Perhaps this sentiment was born one distant day when his grandmother took him into the jungle, to a secret place, a hidden Mayan stela still undiscovered by archaeologists. To the eyes of a small boy, it seemed like a colossal monument, difficult to take in at first. Just as great was its power of attraction. The hieroglyphics carved into the stone instilled a tremendous fascination in all those who gazed upon it. Doña Itzel and Júbilo studied it for a long time while the old woman smoked a cigarette. It was one she had fashioned herself, the tobacco wrapped in a corn husk. We’re talking about a whole leaf of the husk, so it was quite a cigarette and took doña Itzel a long time to finish. During this time, Júbilo concentrated on the hieroglyphics.

“What does it say,
abuela?
” he asked.

“I don’t know, child. Apparently, some very important dates are written on this stela, but no one has been able to interpret them.”

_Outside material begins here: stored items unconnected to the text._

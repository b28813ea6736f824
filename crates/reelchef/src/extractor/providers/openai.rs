use std::time::Duration;

use async_trait::async_trait;
use reqwest::Client;
use secrecy::{ExposeSecret, SecretString};
use serde_json::json;

use super::{json_body, request_error, LlmProvider};
use crate::config::AiConfig;
use crate::error::{ConfigError, ReelchefError};
use crate::extractor::error::ExtractError;

const DEFAULT_BASE_URL: &str = "https://api.openai.com";
const DEFAULT_MODEL: &str = "gpt-4o-mini";

pub struct OpenAIProvider {
    client: Client,
    api_key: SecretString,
    base_url: String,
    model: String,
    temperature: f32,
    max_tokens: u32,
}

impl OpenAIProvider {
    /// Creates the provider from configuration, falling back to
    /// `OPENAI_API_KEY` when the config holds no key.
    pub fn new(config: &AiConfig) -> Result<Self, ReelchefError> {
        let api_key = match config.api_key.resolve()? {
            Some(key) => key,
            None => std::env::var("OPENAI_API_KEY")
                .map(SecretString::from)
                .map_err(|_| ConfigError::Validation {
                    message: "OPENAI_API_KEY not found in config or environment".to_string(),
                })?,
        };

        Ok(Self {
            client: Client::builder()
                .timeout(Duration::from_secs(config.request_timeout_secs))
                .build()?,
            api_key,
            base_url: config
                .base_url
                .clone()
                .unwrap_or_else(|| DEFAULT_BASE_URL.to_string()),
            model: config
                .model
                .clone()
                .unwrap_or_else(|| DEFAULT_MODEL.to_string()),
            temperature: config.temperature,
            max_tokens: config.max_tokens,
        })
    }

    #[doc(hidden)]
    pub fn with_base_url(api_key: String, base_url: String, model: String) -> Self {
        Self {
            client: Client::new(),
            api_key: SecretString::from(api_key),
            base_url,
            model,
            temperature: 0.2,
            max_tokens: 4000,
        }
    }
}

#[async_trait]
impl LlmProvider for OpenAIProvider {
    fn provider_name(&self) -> &str {
        "openai"
    }

    async fn complete(&self, system: &str, user: &str) -> Result<String, ExtractError> {
        let response = self
            .client
            .post(format!("{}/v1/chat/completions", self.base_url.trim_end_matches('/')))
            .bearer_auth(self.api_key.expose_secret())
            .json(&json!({
                "model": self.model,
                "messages": [
                    {"role": "system", "content": system},
                    {"role": "user", "content": user}
                ],
                "temperature": self.temperature,
                "max_tokens": self.max_tokens,
                "response_format": {"type": "json_object"}
            }))
            .send()
            .await
            .map_err(|e| request_error(self.provider_name(), e))?;

        let body = json_body(self.provider_name(), response).await?;
        log::debug!("openai usage: {}", body["usage"]);

        body["choices"][0]["message"]["content"]
            .as_str()
            .map(str::to_string)
            .ok_or_else(|| {
                ExtractError::Malformed("Failed to extract content from response".to_string())
            })
    }
}

#[cfg(test)]
mod tests {
    use super::*;
    use mockito::{Matcher, Server};

    #[tokio::test]
    async fn test_complete() {
        let mut server = Server::new_async().await;
        let mock = server
            .mock("POST", "/v1/chat/completions")
            .match_header("authorization", "Bearer fake_api_key")
            .match_body(Matcher::PartialJson(json!({
                "model": "gpt-4o-mini",
                "response_format": {"type": "json_object"}
            })))
            .with_status(200)
            .with_header("content-type", "application/json")
            .with_body(r#"{"choices": [{"message": {"content": "{\"isRecipe\": true}"}}]}"#)
            .create_async()
            .await;

        let provider = OpenAIProvider::with_base_url(
            "fake_api_key".to_string(),
            server.url(),
            "gpt-4o-mini".to_string(),
        );
        let reply = provider.complete("system", "user").await.unwrap();
        assert_eq!(reply, r#"{"isRecipe": true}"#);
        mock.assert_async().await;
    }

    #[tokio::test]
    async fn test_complete_api_error() {
        let mut server = Server::new_async().await;
        server
            .mock("POST", "/v1/chat/completions")
            .with_status(429)
            .with_body(r#"{"error": "rate limited"}"#)
            .create_async()
            .await;

        let provider =
            OpenAIProvider::with_base_url("k".to_string(), server.url(), "gpt-4o".to_string());
        let err = provider.complete("s", "u").await.unwrap_err();
        assert!(matches!(err, ExtractError::Provider { .. }));
    }

    #[tokio::test]
    async fn test_complete_missing_content() {
        let mut server = Server::new_async().await;
        server
            .mock("POST", "/v1/chat/completions")
            .with_status(200)
            .with_body(r#"{"choices": []}"#)
            .create_async()
            .await;

        let provider =
            OpenAIProvider::with_base_url("k".to_string(), server.url(), "gpt-4o".to_string());
        assert!(matches!(
            provider.complete("s", "u").await,
            Err(ExtractError::Malformed(_))
        ));
    }
}
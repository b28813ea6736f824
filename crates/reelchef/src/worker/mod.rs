//! Background execution of extraction jobs.
//!
//! The submission path hands a job id to a [`JobDispatcher`] and returns
//! without waiting; the outcome is only observable through the job record.

pub mod dispatch;
pub mod pool;

pub use dispatch::{InlineDispatcher, JobDispatcher, JobRunner};
pub use pool::WorkerPool;
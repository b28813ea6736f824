//! Shared test utilities for reelchef integration tests.
//!
//! This module provides:
//! - `TestApp`, a fully wired service over an in-memory database
//! - Scriptable fetcher and extractor doubles with call counters
//! - Builders for recipe drafts and fetched videos

pub mod builders;
pub mod harness;

pub use builders::*;
pub use harness::*;
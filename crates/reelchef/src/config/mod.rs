pub mod loader;
pub mod schema;

pub use loader::{load_config, load_config_from_str};
pub use schema::{
    AiConfig, Config, DatabaseConfig, LimitsConfig, LogFormat, LoggingConfig, OembedConfig,
    PipelineConfig, SecretSource, ServerConfig, TranscriptConfig,
};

Young Júbilo was horrified. If the Mayans had bothered to spend so much time carving this stone to leave the dates inscribed on it, it was because they considered
them to be truly important. How was it possible that they had been forgotten? He just couldn’t believe it.

“But tell me,
abuela
, isn’t there anyone who knows the numbers?”

“That’s not the problem, Che’ehunche’eh Wich. We can read the numbers, what we don’t know is the corresponding dates on our calendar, because the Mayan calendar was different, and we’re missing the key that would allow us to interpret them.”

“And who has it?”

“No one, it was lost during the
conquista.
As I have told you, the Spaniards burned many, many codices, so there are many things we will never know about our ancestors.”

As doña Itzel took a long puff of her cigarette, a tear ran down young Júbilo’s cheek. He refused to believe that so much had been lost. It couldn’t be true. This stone slab spoke to him, and although he was unable to understand it, he was sure he could decipher its mystery, or at least he was going to try.

He spent days learning the Mayan number system, which is based on the number twenty and employs dots and lines for its written expression. Curiously, this training helped him, years later, when it came to learning Morse code. But at the time, he had no idea he was going to be a telegraph operator and his only concern was to find the hidden key that would allow him to decipher the Mayan dates. Nothing could have made doña Itzel happier. To see her grandson so completely absorbed in the culture of the ancient Mayans filled her with pride and
satisfaction. And more important, I think that was what allowed her to die in peace, since she realized that her legacy on earth was assured in a member of the family. She was now certain that Júbilo would not forget his Mayan roots. She died peacefully, smiling. And while Júbilo was saddened by her death, he could find some comfort in it too. His grandmother died at the right time, before modern development could scandalously overtake Progreso, her quiet pueblo. It was indeed ironic that his grandmother had lived in a town named Progreso, because although she was an active woman with liberal ideas, she in no way shared the urge for progress that was so common at the time. She accepted that women could smoke and fight for their rights, she even supported the 1916 movement to regulate abortion in the Yucatán. But she was adamantly opposed to the advent of the telegraph, the telephone, the train, and all other modern technological advances, which in her mind only caused people’s heads to fill with noise, made them live more frenetically, and distracted them from their true interests.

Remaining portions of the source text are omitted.